• _WHAT THE TASK ASKS_
Scan the listing beneath this sentence. Report each line with the word "String".

• _DATA LISTING_
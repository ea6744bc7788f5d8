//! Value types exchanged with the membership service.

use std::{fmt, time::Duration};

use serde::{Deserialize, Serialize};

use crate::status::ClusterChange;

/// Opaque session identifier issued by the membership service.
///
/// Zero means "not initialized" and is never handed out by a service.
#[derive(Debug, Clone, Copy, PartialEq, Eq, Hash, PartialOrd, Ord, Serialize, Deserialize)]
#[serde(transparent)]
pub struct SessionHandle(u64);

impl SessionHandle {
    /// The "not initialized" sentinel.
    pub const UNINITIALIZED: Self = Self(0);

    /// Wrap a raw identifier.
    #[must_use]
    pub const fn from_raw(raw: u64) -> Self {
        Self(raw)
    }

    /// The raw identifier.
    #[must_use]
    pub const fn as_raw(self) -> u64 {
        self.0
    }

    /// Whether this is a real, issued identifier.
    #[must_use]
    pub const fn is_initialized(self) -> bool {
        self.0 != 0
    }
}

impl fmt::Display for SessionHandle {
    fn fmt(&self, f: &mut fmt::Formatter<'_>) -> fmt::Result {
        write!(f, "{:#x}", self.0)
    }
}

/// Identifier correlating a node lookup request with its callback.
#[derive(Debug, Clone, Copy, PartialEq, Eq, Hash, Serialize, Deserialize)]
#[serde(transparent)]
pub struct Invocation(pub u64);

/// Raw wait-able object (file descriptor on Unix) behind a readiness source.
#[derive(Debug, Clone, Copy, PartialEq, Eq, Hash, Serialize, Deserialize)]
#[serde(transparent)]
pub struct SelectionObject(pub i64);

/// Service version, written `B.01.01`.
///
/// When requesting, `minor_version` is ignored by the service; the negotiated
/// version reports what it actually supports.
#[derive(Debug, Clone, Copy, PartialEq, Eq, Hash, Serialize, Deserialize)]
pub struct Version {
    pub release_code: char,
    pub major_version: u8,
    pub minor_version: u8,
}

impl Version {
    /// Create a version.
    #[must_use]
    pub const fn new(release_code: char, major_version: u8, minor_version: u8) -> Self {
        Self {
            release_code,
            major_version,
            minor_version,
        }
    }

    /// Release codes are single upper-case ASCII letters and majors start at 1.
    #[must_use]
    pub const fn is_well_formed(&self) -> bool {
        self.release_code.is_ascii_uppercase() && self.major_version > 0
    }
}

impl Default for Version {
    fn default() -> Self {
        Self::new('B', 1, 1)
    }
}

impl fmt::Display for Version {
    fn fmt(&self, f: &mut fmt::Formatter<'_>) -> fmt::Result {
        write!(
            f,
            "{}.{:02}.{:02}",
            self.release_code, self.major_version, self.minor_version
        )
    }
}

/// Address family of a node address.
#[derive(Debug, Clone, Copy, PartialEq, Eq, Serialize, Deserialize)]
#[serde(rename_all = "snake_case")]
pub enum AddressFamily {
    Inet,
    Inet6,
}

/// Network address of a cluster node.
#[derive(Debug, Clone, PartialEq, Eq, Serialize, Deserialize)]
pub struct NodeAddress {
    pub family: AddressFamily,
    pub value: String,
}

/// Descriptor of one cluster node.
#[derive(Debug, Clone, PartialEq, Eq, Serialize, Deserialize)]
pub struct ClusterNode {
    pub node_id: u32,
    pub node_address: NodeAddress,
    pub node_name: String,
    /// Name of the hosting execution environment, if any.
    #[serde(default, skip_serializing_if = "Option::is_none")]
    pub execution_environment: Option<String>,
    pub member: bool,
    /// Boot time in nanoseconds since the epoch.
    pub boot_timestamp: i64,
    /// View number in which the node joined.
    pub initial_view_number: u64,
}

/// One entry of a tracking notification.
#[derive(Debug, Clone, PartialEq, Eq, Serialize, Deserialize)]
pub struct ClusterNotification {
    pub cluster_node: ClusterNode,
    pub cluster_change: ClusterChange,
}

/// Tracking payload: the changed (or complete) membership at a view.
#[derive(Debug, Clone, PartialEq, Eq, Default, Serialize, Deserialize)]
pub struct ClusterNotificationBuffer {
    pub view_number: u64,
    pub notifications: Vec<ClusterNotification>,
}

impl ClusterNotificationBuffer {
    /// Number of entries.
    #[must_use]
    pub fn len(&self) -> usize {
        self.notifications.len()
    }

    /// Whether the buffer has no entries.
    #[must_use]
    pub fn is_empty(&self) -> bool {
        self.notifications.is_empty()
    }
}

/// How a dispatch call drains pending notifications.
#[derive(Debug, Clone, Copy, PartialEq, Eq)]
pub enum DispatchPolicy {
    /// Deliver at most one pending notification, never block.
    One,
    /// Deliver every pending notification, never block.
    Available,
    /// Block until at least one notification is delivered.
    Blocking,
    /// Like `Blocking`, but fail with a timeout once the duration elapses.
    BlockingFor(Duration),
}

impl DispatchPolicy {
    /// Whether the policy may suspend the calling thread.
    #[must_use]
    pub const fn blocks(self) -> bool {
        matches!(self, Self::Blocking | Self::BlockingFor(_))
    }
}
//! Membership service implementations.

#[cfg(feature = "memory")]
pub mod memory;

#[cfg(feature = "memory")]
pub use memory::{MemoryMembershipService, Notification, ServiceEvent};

* * *

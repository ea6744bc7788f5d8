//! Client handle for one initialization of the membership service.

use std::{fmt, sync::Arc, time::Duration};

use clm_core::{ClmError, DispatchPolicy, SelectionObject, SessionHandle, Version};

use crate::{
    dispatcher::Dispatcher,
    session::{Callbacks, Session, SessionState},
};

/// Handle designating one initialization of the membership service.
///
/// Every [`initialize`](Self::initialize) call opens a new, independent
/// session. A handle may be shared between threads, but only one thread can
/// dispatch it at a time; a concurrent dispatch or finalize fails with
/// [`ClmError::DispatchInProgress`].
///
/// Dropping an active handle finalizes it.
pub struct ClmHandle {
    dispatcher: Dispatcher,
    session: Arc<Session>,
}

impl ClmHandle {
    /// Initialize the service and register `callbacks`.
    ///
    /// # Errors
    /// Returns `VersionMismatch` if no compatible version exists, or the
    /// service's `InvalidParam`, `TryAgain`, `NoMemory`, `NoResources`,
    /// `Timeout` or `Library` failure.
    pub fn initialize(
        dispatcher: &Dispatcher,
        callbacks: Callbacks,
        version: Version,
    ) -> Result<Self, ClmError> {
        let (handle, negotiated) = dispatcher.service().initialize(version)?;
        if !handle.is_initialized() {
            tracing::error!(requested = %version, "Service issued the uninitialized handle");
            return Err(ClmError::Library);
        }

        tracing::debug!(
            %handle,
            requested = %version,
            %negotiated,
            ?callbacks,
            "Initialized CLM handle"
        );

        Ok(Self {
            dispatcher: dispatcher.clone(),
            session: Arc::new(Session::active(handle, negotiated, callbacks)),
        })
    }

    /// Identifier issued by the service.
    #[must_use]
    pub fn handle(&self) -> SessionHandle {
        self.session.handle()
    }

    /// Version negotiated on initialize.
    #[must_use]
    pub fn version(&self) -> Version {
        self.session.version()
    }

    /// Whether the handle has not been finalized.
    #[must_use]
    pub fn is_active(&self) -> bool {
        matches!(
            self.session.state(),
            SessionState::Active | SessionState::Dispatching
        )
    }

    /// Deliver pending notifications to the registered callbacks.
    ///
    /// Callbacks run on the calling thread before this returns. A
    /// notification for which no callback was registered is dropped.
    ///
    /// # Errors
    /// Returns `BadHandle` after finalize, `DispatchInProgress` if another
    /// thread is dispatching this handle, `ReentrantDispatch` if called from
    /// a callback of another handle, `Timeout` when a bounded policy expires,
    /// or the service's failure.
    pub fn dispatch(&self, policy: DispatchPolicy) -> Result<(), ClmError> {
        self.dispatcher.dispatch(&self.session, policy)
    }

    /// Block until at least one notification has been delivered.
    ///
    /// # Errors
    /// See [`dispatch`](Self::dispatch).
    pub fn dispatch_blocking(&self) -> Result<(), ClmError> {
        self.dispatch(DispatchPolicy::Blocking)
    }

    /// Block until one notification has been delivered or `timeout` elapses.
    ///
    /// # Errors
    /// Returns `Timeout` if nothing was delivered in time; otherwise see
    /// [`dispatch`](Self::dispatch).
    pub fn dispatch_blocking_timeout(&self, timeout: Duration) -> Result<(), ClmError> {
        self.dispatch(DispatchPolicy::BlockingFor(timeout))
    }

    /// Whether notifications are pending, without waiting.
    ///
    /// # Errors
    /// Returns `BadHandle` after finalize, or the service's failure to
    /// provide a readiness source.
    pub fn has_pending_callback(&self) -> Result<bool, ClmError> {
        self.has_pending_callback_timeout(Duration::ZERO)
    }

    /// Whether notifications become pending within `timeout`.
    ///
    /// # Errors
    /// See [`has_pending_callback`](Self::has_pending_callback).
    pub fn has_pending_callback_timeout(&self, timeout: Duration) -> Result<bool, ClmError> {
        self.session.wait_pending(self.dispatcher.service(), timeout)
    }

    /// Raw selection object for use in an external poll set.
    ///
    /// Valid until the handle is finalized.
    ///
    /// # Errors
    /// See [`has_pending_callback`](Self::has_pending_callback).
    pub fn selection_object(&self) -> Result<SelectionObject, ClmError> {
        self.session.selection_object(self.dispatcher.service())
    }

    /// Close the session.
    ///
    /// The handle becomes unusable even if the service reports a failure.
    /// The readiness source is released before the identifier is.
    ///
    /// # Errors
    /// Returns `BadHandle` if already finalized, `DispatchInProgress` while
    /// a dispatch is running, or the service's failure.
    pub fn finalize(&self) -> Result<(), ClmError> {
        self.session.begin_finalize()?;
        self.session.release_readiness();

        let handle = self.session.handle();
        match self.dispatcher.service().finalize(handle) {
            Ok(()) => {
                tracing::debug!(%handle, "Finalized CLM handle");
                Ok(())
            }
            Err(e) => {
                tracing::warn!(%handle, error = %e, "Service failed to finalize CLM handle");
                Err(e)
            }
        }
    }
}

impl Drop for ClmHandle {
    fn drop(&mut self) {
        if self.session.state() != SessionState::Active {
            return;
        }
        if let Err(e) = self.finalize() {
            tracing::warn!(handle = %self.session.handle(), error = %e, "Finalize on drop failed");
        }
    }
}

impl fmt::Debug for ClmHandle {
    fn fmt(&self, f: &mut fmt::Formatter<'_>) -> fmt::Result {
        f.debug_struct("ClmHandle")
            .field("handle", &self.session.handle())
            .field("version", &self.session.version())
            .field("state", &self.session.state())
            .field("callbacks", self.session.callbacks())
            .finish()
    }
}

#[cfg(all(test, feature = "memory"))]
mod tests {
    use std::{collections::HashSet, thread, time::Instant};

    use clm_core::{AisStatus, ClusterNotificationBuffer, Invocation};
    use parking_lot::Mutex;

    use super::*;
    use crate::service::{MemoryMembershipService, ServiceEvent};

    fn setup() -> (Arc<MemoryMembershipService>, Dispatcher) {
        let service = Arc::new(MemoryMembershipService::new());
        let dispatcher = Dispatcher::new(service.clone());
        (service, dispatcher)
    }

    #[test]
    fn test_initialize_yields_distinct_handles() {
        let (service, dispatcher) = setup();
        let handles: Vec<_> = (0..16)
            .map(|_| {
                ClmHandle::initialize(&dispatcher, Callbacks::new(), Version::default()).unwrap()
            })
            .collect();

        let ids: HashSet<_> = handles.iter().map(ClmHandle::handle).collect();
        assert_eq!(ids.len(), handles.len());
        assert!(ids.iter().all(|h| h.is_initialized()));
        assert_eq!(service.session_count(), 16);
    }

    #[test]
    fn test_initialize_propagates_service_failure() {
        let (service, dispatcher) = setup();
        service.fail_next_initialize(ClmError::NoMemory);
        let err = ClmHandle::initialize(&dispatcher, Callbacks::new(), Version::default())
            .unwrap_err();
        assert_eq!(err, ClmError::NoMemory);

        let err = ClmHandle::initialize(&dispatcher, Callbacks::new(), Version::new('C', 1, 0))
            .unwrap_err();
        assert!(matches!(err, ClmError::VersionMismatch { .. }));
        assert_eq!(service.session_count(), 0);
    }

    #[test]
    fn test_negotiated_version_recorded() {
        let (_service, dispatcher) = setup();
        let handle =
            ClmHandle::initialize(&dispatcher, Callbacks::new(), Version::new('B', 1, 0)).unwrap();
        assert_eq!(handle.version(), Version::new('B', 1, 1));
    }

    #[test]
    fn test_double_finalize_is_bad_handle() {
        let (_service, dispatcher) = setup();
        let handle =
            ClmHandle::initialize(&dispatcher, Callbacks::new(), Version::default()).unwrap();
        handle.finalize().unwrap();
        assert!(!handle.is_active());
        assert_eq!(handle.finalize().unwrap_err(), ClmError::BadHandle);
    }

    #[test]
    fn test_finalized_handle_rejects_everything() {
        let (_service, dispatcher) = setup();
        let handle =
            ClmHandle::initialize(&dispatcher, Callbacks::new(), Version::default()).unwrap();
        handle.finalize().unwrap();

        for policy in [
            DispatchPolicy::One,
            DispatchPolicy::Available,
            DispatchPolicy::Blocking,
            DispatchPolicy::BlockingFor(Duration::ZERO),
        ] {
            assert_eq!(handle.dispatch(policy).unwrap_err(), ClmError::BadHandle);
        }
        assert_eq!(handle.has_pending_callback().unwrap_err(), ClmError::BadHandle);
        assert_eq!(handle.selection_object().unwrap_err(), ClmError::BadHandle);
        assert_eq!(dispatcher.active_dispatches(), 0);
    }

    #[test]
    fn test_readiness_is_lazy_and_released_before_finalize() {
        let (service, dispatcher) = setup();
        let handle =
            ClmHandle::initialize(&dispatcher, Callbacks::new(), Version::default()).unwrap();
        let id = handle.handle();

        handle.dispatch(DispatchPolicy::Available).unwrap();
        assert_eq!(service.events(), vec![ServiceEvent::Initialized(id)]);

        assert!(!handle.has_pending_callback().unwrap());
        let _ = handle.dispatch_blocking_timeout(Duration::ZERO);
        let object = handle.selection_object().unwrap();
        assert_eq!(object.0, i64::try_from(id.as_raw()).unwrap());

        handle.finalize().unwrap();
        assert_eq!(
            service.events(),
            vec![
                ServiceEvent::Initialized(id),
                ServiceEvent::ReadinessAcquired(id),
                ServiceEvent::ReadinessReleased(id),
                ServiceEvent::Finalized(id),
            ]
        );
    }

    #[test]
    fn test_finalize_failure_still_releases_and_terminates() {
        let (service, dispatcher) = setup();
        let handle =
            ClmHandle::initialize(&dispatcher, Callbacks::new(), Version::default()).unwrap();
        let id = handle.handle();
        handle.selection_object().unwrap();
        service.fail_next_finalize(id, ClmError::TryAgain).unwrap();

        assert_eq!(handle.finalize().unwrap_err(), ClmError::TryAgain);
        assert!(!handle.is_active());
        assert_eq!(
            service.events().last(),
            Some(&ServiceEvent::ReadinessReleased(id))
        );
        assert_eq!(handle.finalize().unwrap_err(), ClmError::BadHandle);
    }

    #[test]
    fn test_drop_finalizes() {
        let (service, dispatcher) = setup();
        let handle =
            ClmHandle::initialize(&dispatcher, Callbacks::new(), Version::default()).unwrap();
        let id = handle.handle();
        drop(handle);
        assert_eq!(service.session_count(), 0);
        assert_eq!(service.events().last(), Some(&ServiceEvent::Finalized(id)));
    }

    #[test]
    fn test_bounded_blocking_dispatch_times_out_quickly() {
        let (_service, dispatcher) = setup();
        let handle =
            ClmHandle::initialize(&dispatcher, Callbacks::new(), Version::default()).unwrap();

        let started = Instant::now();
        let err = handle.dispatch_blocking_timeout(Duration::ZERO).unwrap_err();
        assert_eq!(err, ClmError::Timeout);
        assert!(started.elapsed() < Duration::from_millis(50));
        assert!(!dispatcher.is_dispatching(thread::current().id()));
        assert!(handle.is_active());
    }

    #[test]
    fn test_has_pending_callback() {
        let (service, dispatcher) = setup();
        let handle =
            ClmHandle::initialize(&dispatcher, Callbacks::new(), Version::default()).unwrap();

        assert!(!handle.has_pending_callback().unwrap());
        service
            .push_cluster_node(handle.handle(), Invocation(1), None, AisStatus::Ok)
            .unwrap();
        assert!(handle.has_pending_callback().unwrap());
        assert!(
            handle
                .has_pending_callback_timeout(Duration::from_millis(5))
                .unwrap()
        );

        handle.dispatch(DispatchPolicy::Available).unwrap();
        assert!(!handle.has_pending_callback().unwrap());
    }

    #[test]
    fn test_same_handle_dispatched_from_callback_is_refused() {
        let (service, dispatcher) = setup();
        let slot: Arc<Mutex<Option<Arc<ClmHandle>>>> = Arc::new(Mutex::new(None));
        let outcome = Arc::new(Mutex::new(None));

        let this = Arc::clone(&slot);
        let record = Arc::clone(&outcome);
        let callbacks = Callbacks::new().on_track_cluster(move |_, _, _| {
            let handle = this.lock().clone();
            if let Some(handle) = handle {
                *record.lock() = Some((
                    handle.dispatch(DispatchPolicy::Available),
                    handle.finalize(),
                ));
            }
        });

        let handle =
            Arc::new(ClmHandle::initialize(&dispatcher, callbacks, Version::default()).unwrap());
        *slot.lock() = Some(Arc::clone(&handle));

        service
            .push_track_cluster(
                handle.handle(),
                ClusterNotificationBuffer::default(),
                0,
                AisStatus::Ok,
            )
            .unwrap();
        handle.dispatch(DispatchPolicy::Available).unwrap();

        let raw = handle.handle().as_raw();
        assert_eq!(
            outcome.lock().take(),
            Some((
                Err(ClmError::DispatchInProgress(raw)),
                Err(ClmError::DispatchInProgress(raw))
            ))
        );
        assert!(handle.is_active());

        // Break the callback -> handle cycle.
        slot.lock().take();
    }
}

• _SOLUTION FOR THIS EXERCISE_
    pub value: String,
    pub node_name: String,
    pub execution_environment: Option<String>,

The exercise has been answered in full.